**Work instructions**
Look over the lines below. Report each one that includes the string "configuration".

Dataset items:
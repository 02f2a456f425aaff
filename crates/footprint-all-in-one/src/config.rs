use config::{Config, ConfigError, Environment};
use serde::Deserialize;

/// Service configuration, loaded from `FOOTPRINT_`-prefixed environment
/// variables with defaults suitable for local development.
#[derive(Debug, Deserialize, Clone)]
pub struct ServiceConfig {
    /// Log level (trace, debug, info, warn, error)
    #[serde(default = "default_log_level")]
    pub log_level: String,

    // NATS configuration
    /// NATS server URL
    #[serde(default = "default_nats_url")]
    pub nats_url: String,

    /// Connection timeout for the initial NATS connect in seconds
    #[serde(default = "default_nats_connect_timeout_secs")]
    pub nats_connect_timeout_secs: u64,

    /// Durable stream backing the event queue
    #[serde(default = "default_events_stream")]
    pub events_stream: String,

    /// Subject events are published to (must fall under the stream)
    #[serde(default = "default_events_subject")]
    pub events_subject: String,

    /// Durable stream backing the dead-letter queue
    #[serde(default = "default_dead_letter_stream")]
    pub dead_letter_stream: String,

    /// Subject dead-lettered events are published to
    #[serde(default = "default_dead_letter_subject")]
    pub dead_letter_subject: String,

    /// Durable consumer name shared by all worker loops
    #[serde(default = "default_consumer_durable_name")]
    pub consumer_durable_name: String,

    /// Max messages per consumer fetch
    #[serde(default = "default_nats_batch_size")]
    pub nats_batch_size: usize,

    /// Max wait time for a fetch to fill in seconds
    #[serde(default = "default_nats_batch_wait_secs")]
    pub nats_batch_wait_secs: u64,

    /// Broker redelivery window for unacked messages in seconds
    #[serde(default = "default_ack_wait_secs")]
    pub ack_wait_secs: u64,

    /// Timeout waiting for the broker's durable-enqueue ack in seconds
    #[serde(default = "default_publish_timeout_secs")]
    pub publish_timeout_secs: u64,

    // Worker configuration
    /// Parallel consumer loops over the shared durable queue
    #[serde(default = "default_num_workers")]
    pub num_workers: usize,

    /// Inclusive delivery-count ceiling before dead-lettering
    #[serde(default = "default_max_deliveries")]
    pub max_deliveries: i64,

    /// Redelivery delay requested on a transient failure in seconds
    #[serde(default = "default_retry_delay_secs")]
    pub retry_delay_secs: u64,

    /// Initial reconnect backoff for the consumer loops in seconds
    #[serde(default = "default_consumer_backoff_base_secs")]
    pub consumer_backoff_base_secs: u64,

    /// Reconnect backoff ceiling in seconds
    #[serde(default = "default_consumer_backoff_cap_secs")]
    pub consumer_backoff_cap_secs: u64,

    // PostgreSQL configuration
    #[serde(default = "default_postgres_host")]
    pub postgres_host: String,

    #[serde(default = "default_postgres_port")]
    pub postgres_port: u16,

    #[serde(default = "default_postgres_database")]
    pub postgres_database: String,

    #[serde(default = "default_postgres_username")]
    pub postgres_username: String,

    #[serde(default = "default_postgres_password")]
    pub postgres_password: String,

    /// Connection pool ceiling; with the wait timeout below this is the
    /// persistence backpressure bound
    #[serde(default = "default_postgres_pool_size")]
    pub postgres_pool_size: usize,

    /// Max wait for a pooled connection in seconds
    #[serde(default = "default_postgres_wait_timeout_secs")]
    pub postgres_wait_timeout_secs: u64,

    /// Per-insert timeout in seconds; expiry counts as transient
    #[serde(default = "default_persist_timeout_secs")]
    pub persist_timeout_secs: u64,

    // HTTP configuration
    #[serde(default = "default_http_host")]
    pub http_host: String,

    #[serde(default = "default_http_port")]
    pub http_port: u16,

    /// Worker health listener, separate port from the ingestion API
    #[serde(default = "default_worker_health_host")]
    pub worker_health_host: String,

    #[serde(default = "default_worker_health_port")]
    pub worker_health_port: u16,
}

fn default_log_level() -> String {
    "info".to_string()
}

fn default_nats_url() -> String {
    "nats://localhost:4222".to_string()
}

fn default_nats_connect_timeout_secs() -> u64 {
    5
}

fn default_events_stream() -> String {
    "user_activity_events".to_string()
}

fn default_events_subject() -> String {
    "user_activity_events.track".to_string()
}

fn default_dead_letter_stream() -> String {
    "user_activity_events_dlq".to_string()
}

fn default_dead_letter_subject() -> String {
    "user_activity_events_dlq.failed".to_string()
}

fn default_consumer_durable_name() -> String {
    "footprint-worker".to_string()
}

fn default_nats_batch_size() -> usize {
    16
}

fn default_nats_batch_wait_secs() -> u64 {
    5
}

fn default_ack_wait_secs() -> u64 {
    30
}

fn default_publish_timeout_secs() -> u64 {
    5
}

fn default_num_workers() -> usize {
    2
}

fn default_max_deliveries() -> i64 {
    5
}

fn default_retry_delay_secs() -> u64 {
    1
}

fn default_consumer_backoff_base_secs() -> u64 {
    1
}

fn default_consumer_backoff_cap_secs() -> u64 {
    30
}

fn default_postgres_host() -> String {
    "localhost".to_string()
}

fn default_postgres_port() -> u16 {
    5432
}

fn default_postgres_database() -> String {
    "footprint".to_string()
}

fn default_postgres_username() -> String {
    "postgres".to_string()
}

fn default_postgres_password() -> String {
    "postgres".to_string()
}

fn default_postgres_pool_size() -> usize {
    16
}

fn default_postgres_wait_timeout_secs() -> u64 {
    5
}

fn default_persist_timeout_secs() -> u64 {
    5
}

fn default_http_host() -> String {
    "0.0.0.0".to_string()
}

fn default_http_port() -> u16 {
    8000
}

fn default_worker_health_host() -> String {
    "0.0.0.0".to_string()
}

fn default_worker_health_port() -> u16 {
    8001
}

impl ServiceConfig {
    pub fn from_env() -> Result<Self, ConfigError> {
        Config::builder()
            .add_source(Environment::with_prefix("FOOTPRINT"))
            .build()?
            .try_deserialize()
    }
}

#[cfg(test)]
mod tests {
    use super::*;
    use std::sync::Mutex;

    // Mutex to ensure tests run serially and don't interfere with each other
    static TEST_LOCK: Mutex<()> = Mutex::new(());

    #[test]
    fn test_default_config() {
        let _lock = TEST_LOCK.lock().unwrap();
        std::env::remove_var("FOOTPRINT_LOG_LEVEL");

        let config = ServiceConfig::from_env().unwrap();
        assert_eq!(config.log_level, "info");
        assert_eq!(config.events_stream, "user_activity_events");
        assert_eq!(config.events_subject, "user_activity_events.track");
        assert_eq!(config.max_deliveries, 5);
        assert_eq!(config.http_port, 8000);
        assert_eq!(config.worker_health_port, 8001);
    }

    #[test]
    fn test_env_overrides() {
        let _lock = TEST_LOCK.lock().unwrap();
        std::env::set_var("FOOTPRINT_LOG_LEVEL", "debug");
        std::env::set_var("FOOTPRINT_NUM_WORKERS", "4");

        let config = ServiceConfig::from_env().unwrap();
        assert_eq!(config.log_level, "debug");
        assert_eq!(config.num_workers, 4);

        std::env::remove_var("FOOTPRINT_LOG_LEVEL");
        std::env::remove_var("FOOTPRINT_NUM_WORKERS");
    }
}
//! Garde validation utilities.

use crate::error::{DomainError, ValidationError};
use garde::Validate;

/// Validate a struct, converting the garde report into a field-level error.
///
/// Garde reports errors in field declaration order; only the first one is
/// surfaced, matching the short-circuit contract of the validator.
pub fn validate_struct<T>(value: &T) -> Result<(), DomainError>
where
    T: Validate,
    T::Context: Default,
{
    value.validate().map_err(|report| {
        let (field, message) = report
            .iter()
            .next()
            .map(|(path, error)| (path.to_string(), error.to_string()))
            .unwrap_or_else(|| ("payload".to_string(), "invalid".to_string()));
        DomainError::Validation(ValidationError { field, message })
    })
}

**Result**
/// Service configuration, loaded from `FOOTPRINT_`-prefixed environment
    // NATS configuration
    // Worker configuration
    // PostgreSQL configuration
    // HTTP configuration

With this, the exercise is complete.